Saving and Loading Tone Mapping and Post-processing Settings
The Corona VFB offers Save and Load options, which can be used to save and load tone mapping and post-processing settings using the special CONF file format. Starting from Corona Renderer 4, those settings can be freely exchanged between the Corona VFB and the Corona Camera. This allows, for example, for:
- Defining the look of the image using the Post tab of the Corona VFB, and then moving those settings to a Corona Camera.
- Creating various post-processing presets, which can be then loaded into different Corona Cameras and the Corona VFB.
- Setting up multiple Corona Cameras with different post-processing settings, and then loading those settings from one of them into the VFB.
The Corona VFB's Post tab features various tone mapping and post-processing options, and the possibility to save and load them.
After clicking the Save button, you can save your custom preset as a CONF file.

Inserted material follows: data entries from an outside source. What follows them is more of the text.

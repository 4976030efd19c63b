//! YAML configuration for polling settings and the source list.
//!
//! # Example
//!
//! ```yaml
//! period_secs: 1800
//! fetch_timeout_secs: 180
//! include_body: true
//! retry:
//!   max_attempts: 3
//!   retry_delay_secs: 5
//! sources:
//!   - name: rbc_crypto
//!     url: https://www.rbc.ru/crypto/
//!     kind: html
//!     item: div.item.js-rm-central-column-item.item_big
//!     title: span.item__title
//!     link: a.item__link
//!     id_attr: data-id
//!   - name: investing_latest
//!     url: https://ru.investing.com/news/latest-news
//!     kind: next_data
//!     list_key: _newsList
//!     id_key: article_ID
//!     link_key: href
//!   - name: investing_popular
//!     url: https://ru.investing.com/news/most-popular-news
//!     kind: browser
//!     xpath: //ul/li[1]/article/div/a
//!     body:
//!       selectors: ["#leftColumn > div.WYSIWYG.articlePage"]
//!       start_after: "Позиция успешно добавлена"
//!       stop_before: "Читайте оригинальную статью на сайте"
//! ```

use crate::error::ConfigError;
use crate::http::DEFAULT_USER_AGENT;
use crate::session::RetryPolicy;
use crate::sources::body::BodyRules;
use crate::webdriver::BrowserKind;
use serde::Deserialize;
use std::collections::HashSet;
use std::path::Path;
use std::time::Duration;
use tracing::{info, instrument};

/// Top-level configuration file.
#[derive(Debug, Clone, Deserialize)]
pub struct Config {
    /// Seconds between the starts of two poll cycles.
    #[serde(default = "default_period_secs")]
    pub period_secs: u64,

    /// Per-source budget for one fetch (including retries).
    #[serde(default = "default_fetch_timeout_secs")]
    pub fetch_timeout_secs: u64,

    /// Whether to extract and post the article body with each headline.
    #[serde(default = "default_include_body")]
    pub include_body: bool,

    #[serde(default)]
    pub retry: RetryConfig,

    #[serde(default = "default_user_agent")]
    pub user_agent: String,

    /// Browser requested from the WebDriver endpoint for `browser` sources.
    #[serde(default)]
    pub browser: BrowserKind,

    pub sources: Vec<SourceConfig>,
}

#[derive(Debug, Clone, Deserialize)]
#[serde(default)]
pub struct RetryConfig {
    pub max_attempts: u32,
    pub retry_delay_secs: u64,
}

impl Default for RetryConfig {
    fn default() -> Self {
        Self {
            max_attempts: 3,
            retry_delay_secs: 5,
        }
    }
}

/// One news source.
#[derive(Debug, Clone, Deserialize)]
pub struct SourceConfig {
    /// Stable name; also keys the persisted last-announced id.
    pub name: String,
    pub url: String,
    #[serde(flatten)]
    pub kind: SourceKind,
    #[serde(default)]
    pub body: BodyRules,
}

/// How a source's latest item is located on its page.
#[derive(Debug, Clone, Deserialize, PartialEq, Eq)]
#[serde(tag = "kind", rename_all = "snake_case")]
pub enum SourceKind {
    /// Static markup: CSS selectors over the fetched HTML.
    Html {
        /// Container of the latest item.
        item: String,
        /// Title element, relative to the container.
        title: String,
        /// Anchor carrying `href`, relative to the container.
        link: String,
        /// Container attribute holding the item id.
        #[serde(default = "default_id_attr")]
        id_attr: String,
    },
    /// Next.js pages: the `__NEXT_DATA__` JSON blob embedded in the HTML.
    NextData {
        /// Key of the news list, searched anywhere in the JSON tree.
        list_key: String,
        #[serde(default = "default_id_key")]
        id_key: String,
        #[serde(default = "default_title_key")]
        title_key: String,
        #[serde(default = "default_link_key")]
        link_key: String,
    },
    /// Script-rendered pages, read through a WebDriver session.
    Browser {
        /// XPath of the anchor of the latest item.
        xpath: String,
        /// Regex over the link whose first capture group is the id.
        #[serde(default)]
        id_pattern: Option<String>,
        /// How long to wait for the page and the anchor to appear.
        #[serde(default = "default_wait_secs")]
        wait_secs: u64,
    },
}

fn default_period_secs() -> u64 {
    1800
}

fn default_fetch_timeout_secs() -> u64 {
    180
}

fn default_include_body() -> bool {
    true
}

fn default_user_agent() -> String {
    DEFAULT_USER_AGENT.to_string()
}

fn default_id_attr() -> String {
    "data-id".to_string()
}

fn default_id_key() -> String {
    "id".to_string()
}

fn default_title_key() -> String {
    "title".to_string()
}

fn default_link_key() -> String {
    "link".to_string()
}

fn default_wait_secs() -> u64 {
    60
}

impl Config {
    /// Read, parse and validate a YAML config file.
    #[instrument(level = "info", skip_all, fields(path = %path.as_ref().display()))]
    pub async fn load(path: impl AsRef<Path>) -> Result<Self, ConfigError> {
        let path = path.as_ref();
        let text = tokio::fs::read_to_string(path)
            .await
            .map_err(|source| ConfigError::Io {
                path: path.to_path_buf(),
                source,
            })?;
        let config = Self::from_yaml(&text)?;
        info!(sources = config.sources.len(), "Loaded configuration");
        Ok(config)
    }

    pub fn from_yaml(text: &str) -> Result<Self, ConfigError> {
        let config: Config = serde_yaml::from_str(text)?;
        config.validate()?;
        Ok(config)
    }

    fn validate(&self) -> Result<(), ConfigError> {
        if self.period_secs == 0 {
            return Err(ConfigError::Invalid("period_secs must be positive".into()));
        }
        if self.fetch_timeout_secs == 0 {
            return Err(ConfigError::Invalid("fetch_timeout_secs must be positive".into()));
        }
        if self.retry.max_attempts == 0 {
            return Err(ConfigError::Invalid("retry.max_attempts must be at least 1".into()));
        }
        if self.sources.is_empty() {
            return Err(ConfigError::Invalid("no sources configured".into()));
        }
        let mut seen = HashSet::new();
        for source in &self.sources {
            if source.name.trim().is_empty() {
                return Err(ConfigError::Invalid(format!("source with url {} has no name", source.url)));
            }
            if !seen.insert(source.name.as_str()) {
                return Err(ConfigError::Invalid(format!("duplicate source name {:?}", source.name)));
            }
            url::Url::parse(&source.url)
                .map_err(|e| ConfigError::Invalid(format!("source {:?}: bad url: {e}", source.name)))?;
        }
        Ok(())
    }

    pub fn period(&self) -> Duration {
        Duration::from_secs(self.period_secs)
    }

    pub fn fetch_timeout(&self) -> Duration {
        Duration::from_secs(self.fetch_timeout_secs)
    }

    pub fn retry_policy(&self) -> RetryPolicy {
        RetryPolicy::new(
            self.retry.max_attempts,
            Duration::from_secs(self.retry.retry_delay_secs),
        )
    }

    pub fn has_browser_sources(&self) -> bool {
        self.sources
            .iter()
            .any(|s| matches!(s.kind, SourceKind::Browser { .. }))
    }
}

You can then load the CONF file into a Corona Camera (and vice versa).
If the CONF file is loaded into the Corona Camera, and the Override checkboxes are enabled in that Corona Camera (to override the VFB settings), you will see that our custom post-processing preset is now used for the rendered image. So first we set up our desired post-processing in the VFB, then we saved them as a CONF file, and then loaded that CONF file into the Corona Camera.
If you render a non-camera view (in this case a free perspective view), only the settings available in the VFB Post tab are considered. Once you render from the Corona Camera again, the CONF settings loaded in that Corona Camera will be used again.